The purpose of this Explanatory Statement is to provide information which the Directors believe to be material to Shareholders in deciding whether or not to pass the Resolutions in the Notice of Meeting.
If you are in any doubt about what to do in relation to the Resolutions contemplated in the Notice of Meeting and this Explanatory Statement, it is recommended that you seek advice from an accountant, solicitor or other professional advisor.
Full details of the business to be considered at the Annual General Meeting are set out below.
Agenda
Ordinary business
Financial statements and reports
In accordance with the Constitution and the Corporations Act, the business of the Annual General Meeting will include receipt and consideration of the Annual Financial Report of the Company for the financial year ended 30 June 2023 together with the declaration of the Directors, the Director’s Report, the Remuneration Report and the Auditor’s Report.
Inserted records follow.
//! Core domain types for the NeoGreen export order intake.
//!
//! This crate provides the shared vocabulary for the whole intake pipeline:
//!
//! - [`OrderRequest`] / [`FieldUpdate`] - the canonical order record and the
//!   partial updates (manual edits or chat-extracted entities) merged into it
//! - [`Catalog`] / [`Product`] - the immutable product catalog, loaded once
//! - [`IntakeProfile`] - named configuration selecting which fields are
//!   required and which option lists are closed
//! - [`validate`] - pure submission rules producing a per-field error map
//! - [`normalize`] - quantity/packaging/incoterm/date normalization helpers
//!
//! # Example
//!
//! ```rust
//! use order_core::{Catalog, FieldUpdate, IntakeProfile, OrderRequest};
//!
//! let catalog = Catalog::builtin();
//! let profile = IntakeProfile::relaxed();
//!
//! let record = OrderRequest::default().apply(&FieldUpdate {
//!     product: Some("Organic Worm Compost".to_string()),
//!     quantity: Some("50 bags".to_string()),
//!     ..FieldUpdate::default()
//! });
//!
//! let errors = order_core::validate(&record, catalog, profile);
//! assert!(errors.contains_key(&order_core::Field::Destination));
//! ```

mod catalog;
mod chat;
pub mod normalize;
mod order;
mod profile;
mod validate;

pub use catalog::{Catalog, Product, QuantityUnit};
pub use chat::{ChatMessage, Role};
pub use order::{Field, FieldUpdate, OrderRequest, OrderStatus};
pub use profile::{IntakeProfile, UnknownProfile};
pub use validate::validate;
//! Error types for the order intake API.

use axum::http::StatusCode;
use axum::response::{IntoResponse, Response};
use axum::Json;
use thiserror::Error;

use intake::IntakeError;

/// Errors that can occur in API handlers.
#[derive(Debug, Error)]
pub enum ApiError {
    /// Unknown or expired session id.
    #[error("session not found")]
    SessionNotFound,

    /// Intake flow error.
    #[error(transparent)]
    Intake(#[from] IntakeError),

    /// Internal server error.
    #[error("internal error: {0}")]
    Internal(String),
}

impl IntoResponse for ApiError {
    fn into_response(self) -> Response {
        let (status, message) = match &self {
            ApiError::SessionNotFound => (StatusCode::NOT_FOUND, self.to_string()),
            ApiError::Intake(IntakeError::AlreadySubmitted)
            | ApiError::Intake(IntakeError::SubmissionInFlight) => {
                (StatusCode::CONFLICT, self.to_string())
            }
            ApiError::Intake(IntakeError::Store(err)) => {
                tracing::error!("Order persistence failed: {}", err);
                // The record stays in the session; the buyer may resubmit.
                (
                    StatusCode::INTERNAL_SERVER_ERROR,
                    "Failed to submit order. Please try again.".to_string(),
                )
            }
            ApiError::Internal(msg) => {
                tracing::error!("Internal error: {}", msg);
                (StatusCode::INTERNAL_SERVER_ERROR, msg.clone())
            }
        };

        let body = serde_json::json!({
            "error": message
        });

        (status, Json(body)).into_response()
    }
}

/// Result type for API handlers.
pub type Result<T> = std::result::Result<T, ApiError>;
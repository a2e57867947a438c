//! Application state shared across handlers.

use std::collections::HashMap;
use std::sync::Arc;

use tokio::sync::Mutex;
use uuid::Uuid;

use assistant::Assistant;
use database::Database;
use intake::IntakeSession;
use order_core::IntakeProfile;

use crate::store::SqliteStore;

/// The session type driven by the web layer.
pub type WebSession = IntakeSession<SqliteStore, Arc<Assistant>>;

/// Shared application state.
#[derive(Clone)]
pub struct AppState {
    /// Database connection.
    pub db: Database,
    /// Shared assistant client.
    pub assistant: Arc<Assistant>,
    /// Live intake sessions keyed by id.
    pub sessions: Arc<Mutex<HashMap<Uuid, WebSession>>>,
    /// Active intake profile.
    pub profile: &'static IntakeProfile,
    /// WhatsApp recipient for hand-off links.
    pub whatsapp_number: String,
}

impl AppState {
    /// Create new application state.
    pub fn new(
        db: Database,
        assistant: Assistant,
        profile: &'static IntakeProfile,
        whatsapp_number: impl Into<String>,
    ) -> Self {
        Self {
            db,
            assistant: Arc::new(assistant),
            sessions: Arc::new(Mutex::new(HashMap::new())),
            profile,
            whatsapp_number: whatsapp_number.into(),
        }
    }

    /// Create a fresh intake session and register it, returning its id.
    pub async fn open_session(&self, product_param: Option<&str>) -> Uuid {
        let session = IntakeSession::new(
            SqliteStore::new(self.db.clone()),
            self.assistant.clone(),
            self.profile,
            self.whatsapp_number.clone(),
        )
        .with_product_param(product_param);

        let id = Uuid::new_v4();
        self.sessions.lock().await.insert(id, session);
        id
    }
}
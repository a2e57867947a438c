//! Error types for intake session operations.

use thiserror::Error;

use crate::store::StoreError;

/// Errors that can occur while driving an intake session.
#[derive(Debug, Error)]
pub enum IntakeError {
    /// The session already reached its terminal state.
    #[error("session already submitted")]
    AlreadySubmitted,

    /// A submission is still in flight; the triggering control should have
    /// been disabled.
    #[error("a submission is already in flight")]
    SubmissionInFlight,

    /// The persistence write failed; the record is preserved for resubmit.
    #[error("failed to save order: {0}")]
    Store(#[from] StoreError),
}
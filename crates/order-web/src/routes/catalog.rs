//! Catalog and option-list routes.

use axum::extract::State;
use axum::Json;
use serde::Serialize;

use order_core::Catalog;

use crate::state::AppState;

/// One product as presented to the intake form.
#[derive(Serialize)]
pub struct ProductInfo {
    pub id: String,
    pub name: String,
    pub description: String,
    pub hs_code: String,
    /// Quantity unit label ("kg", "bags", "cubes").
    pub unit: String,
    /// Whether quantities must be whole numbers.
    pub discrete: bool,
    pub packaging_options: Vec<String>,
}

/// Catalog response: products plus the option lists the active profile uses.
#[derive(Serialize)]
pub struct CatalogResponse {
    pub profile: String,
    pub products: Vec<ProductInfo>,
    pub incoterms: Vec<String>,
    /// Present only when the profile enumerates destinations.
    #[serde(skip_serializing_if = "Option::is_none")]
    pub countries: Option<Vec<String>>,
}

/// Get the product catalog and option lists as JSON.
pub async fn catalog_api(State(state): State<AppState>) -> Json<CatalogResponse> {
    let catalog = Catalog::builtin();

    let products = catalog
        .products()
        .iter()
        .map(|p| ProductInfo {
            id: p.id.to_string(),
            name: p.name.to_string(),
            description: p.description.to_string(),
            hs_code: p.hs_code.to_string(),
            unit: p.unit.label().to_string(),
            discrete: p.unit.is_discrete(),
            packaging_options: p.packaging_options.iter().map(|o| o.to_string()).collect(),
        })
        .collect();

    let countries = state
        .profile
        .destination_enumerated
        .then(|| catalog.countries().iter().map(|c| c.to_string()).collect());

    Json(CatalogResponse {
        profile: state.profile.name.to_string(),
        products,
        incoterms: catalog.incoterms().iter().map(|t| t.to_string()).collect(),
        countries,
    })
}
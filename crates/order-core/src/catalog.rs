//! Product catalog and enumerated option lists.
//!
//! The catalog is immutable configuration: one static instance is built into
//! the binary and shared by reference everywhere a lookup is needed.

/// How a product's quantity is counted.
#[derive(Debug, Clone, Copy, PartialEq, Eq)]
pub enum QuantityUnit {
    /// Continuous weight in kilograms; any positive number is a valid quantity.
    Kilograms,
    /// Discrete units (bags, cubes, cartons); quantity must be a positive integer.
    Discrete(&'static str),
}

impl QuantityUnit {
    /// Unit label appended to bare numeric quantities ("50" -> "50 cubes").
    pub fn label(&self) -> &'static str {
        match self {
            QuantityUnit::Kilograms => "kg",
            QuantityUnit::Discrete(name) => name,
        }
    }

    /// Whether quantities in this unit must be whole numbers.
    pub fn is_discrete(&self) -> bool {
        matches!(self, QuantityUnit::Discrete(_))
    }
}

/// A catalog entry.
#[derive(Debug, Clone, Copy)]
pub struct Product {
    /// Stable identifier used in query parameters and lookups.
    pub id: &'static str,
    /// Display name shown to buyers and written into order records.
    pub name: &'static str,
    /// Short export-facing description.
    pub description: &'static str,
    /// HS code(s) for customs paperwork.
    pub hs_code: &'static str,
    /// Quantity unit for this product.
    pub unit: QuantityUnit,
    /// Packaging choices offered for this product; empty means packaging
    /// stays unset for orders of this product.
    pub packaging_options: &'static [&'static str],
    /// Lowercase keywords used to resolve free-text product mentions.
    keywords: &'static [&'static str],
}

impl Product {
    /// Whether this product offers a packaging choice at all.
    pub fn has_packaging(&self) -> bool {
        !self.packaging_options.is_empty()
    }
}

/// The product catalog plus the enumerated option lists that go with it.
#[derive(Debug, Clone, Copy)]
pub struct Catalog {
    products: &'static [Product],
    incoterms: &'static [&'static str],
    countries: &'static [&'static str],
}

static PRODUCTS: &[Product] = &[
    Product {
        id: "chili",
        name: "Premium Chili (Hot Dragon F1 / Scotch Bonnet)",
        description: "Export-quality chilies grown in semi-protected polytunnels. Fresh or dried.",
        hs_code: "070960 (fresh) / 090420 (dried)",
        unit: QuantityUnit::Kilograms,
        packaging_options: &[
            "5kg export carton (Fresh)",
            "10kg export carton (Fresh)",
            "25kg export carton (Fresh)",
            "5kg export carton (Dried)",
            "10kg export carton (Dried)",
            "25kg export carton (Dried)",
        ],
        keywords: &["chili", "chilli", "hot dragon", "scotch bonnet"],
    },
    Product {
        id: "worm-compost",
        name: "Organic Worm Compost",
        description: "100% organic, microbial-rich vermicompost.",
        hs_code: "310100",
        unit: QuantityUnit::Discrete("bags"),
        packaging_options: &["5kg bags", "25kg bags"],
        keywords: &["compost", "vermicompost", "worm"],
    },
    Product {
        id: "cocopeat",
        name: "Premium Cocopeat (cube)",
        description: "High water retention & aeration growing medium. Washed or unwashed cubes.",
        hs_code: "530500",
        unit: QuantityUnit::Discrete("cubes"),
        packaging_options: &[
            "5kg blocks (Washed)",
            "25kg blocks (Washed)",
            "5kg blocks (Unwashed)",
            "25kg blocks (Unwashed)",
        ],
        keywords: &["cocopeat", "coco peat", "coir"],
    },
];

/// Delivery terms accepted on an order, in canonical uppercase form.
static INCOTERMS: &[&str] = &["EXW", "FCA", "FOB", "CFR", "CIF", "DAP", "DDP"];

/// Destination countries accepted by the strict intake profile.
static COUNTRIES: &[&str] = &[
    "Australia",
    "Bahrain",
    "Canada",
    "France",
    "Germany",
    "India",
    "Japan",
    "Kuwait",
    "Maldives",
    "Netherlands",
    "Oman",
    "Qatar",
    "Saudi Arabia",
    "Singapore",
    "South Korea",
    "United Arab Emirates",
    "United Kingdom",
    "United States",
];

static BUILTIN: Catalog = Catalog {
    products: PRODUCTS,
    incoterms: INCOTERMS,
    countries: COUNTRIES,
};

impl Catalog {
    /// The built-in catalog.
    pub fn builtin() -> &'static Catalog {
        &BUILTIN
    }

    /// All products, in display order.
    pub fn products(&self) -> &[Product] {
        self.products
    }

    /// Canonical incoterm set.
    pub fn incoterms(&self) -> &[&'static str] {
        self.incoterms
    }

    /// Allowed destination countries for enumerated-destination profiles.
    pub fn countries(&self) -> &[&'static str] {
        self.countries
    }

    /// Look up a product by its stable identifier.
    pub fn by_id(&self, id: &str) -> Option<&Product> {
        self.products.iter().find(|p| p.id == id)
    }

    /// Resolve free text (a display name, an id, or a mention like
    /// "200 kg chili") to a catalog entry.
    ///
    /// Matching is case-insensitive keyword containment, so both the exact
    /// display name and loose chat phrasing resolve. Returns `None` for
    /// anything unrecognized.
    pub fn resolve(&self, input: &str) -> Option<&Product> {
        let needle = input.trim().to_lowercase();
        if needle.is_empty() {
            return None;
        }

        if let Some(product) = self.products.iter().find(|p| p.id == needle) {
            return Some(product);
        }

        self.products.iter().find(|p| {
            needle == p.name.to_lowercase()
                || p.keywords.iter().any(|k| needle.contains(k))
        })
    }

    /// Whether a destination belongs to the allowed country list.
    pub fn is_allowed_country(&self, destination: &str) -> bool {
        let needle = destination.trim();
        self.countries.iter().any(|c| c.eq_ignore_ascii_case(needle))
    }
}

#[cfg(test)]
mod tests {
    use super::*;

    #[test]
    fn test_resolve_by_id() {
        let catalog = Catalog::builtin();
        assert_eq!(catalog.resolve("cocopeat").unwrap().id, "cocopeat");
    }

    #[test]
    fn test_resolve_by_display_name() {
        let catalog = Catalog::builtin();
        let product = catalog.resolve("Premium Cocopeat (cube)").unwrap();
        assert_eq!(product.id, "cocopeat");
        assert!(product.unit.is_discrete());
    }

    #[test]
    fn test_resolve_loose_mention() {
        let catalog = Catalog::builtin();
        assert_eq!(catalog.resolve("I need hot dragon chili").unwrap().id, "chili");
        assert_eq!(catalog.resolve("WORM COMPOST").unwrap().id, "worm-compost");
    }

    #[test]
    fn test_resolve_unknown() {
        let catalog = Catalog::builtin();
        assert!(catalog.resolve("bananas").is_none());
        assert!(catalog.resolve("").is_none());
    }

    #[test]
    fn test_units() {
        let catalog = Catalog::builtin();
        assert_eq!(catalog.by_id("chili").unwrap().unit.label(), "kg");
        assert_eq!(catalog.by_id("cocopeat").unwrap().unit.label(), "cubes");
        assert!(!catalog.by_id("chili").unwrap().unit.is_discrete());
    }

    #[test]
    fn test_allowed_country_case_insensitive() {
        let catalog = Catalog::builtin();
        assert!(catalog.is_allowed_country("india"));
        assert!(catalog.is_allowed_country(" United Arab Emirates "));
        assert!(!catalog.is_allowed_country("Atlantis"));
    }

    #[test]
    fn test_incoterm_set() {
        let catalog = Catalog::builtin();
        assert_eq!(catalog.incoterms().len(), 7);
        assert!(catalog.incoterms().contains(&"FOB"));
    }
}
In accordance with the amendments to the Corporations Act, the Company is no longer required to provide a hard copy of the Company’s Annual Financial Report to Shareholders unless a Shareholder has specifically elected to receive a printed copy.
Whilst the Company will not provide a hard copy of the Company’s Annual Financial Report unless specifically requested to do so, Shareholders may view the Company’s Annual Financial Report on its website at https://clueylearning.com.au/.
No resolution is required for this item, but Shareholders will be given the opportunity to ask questions and to make comments on the management and performance of the Company.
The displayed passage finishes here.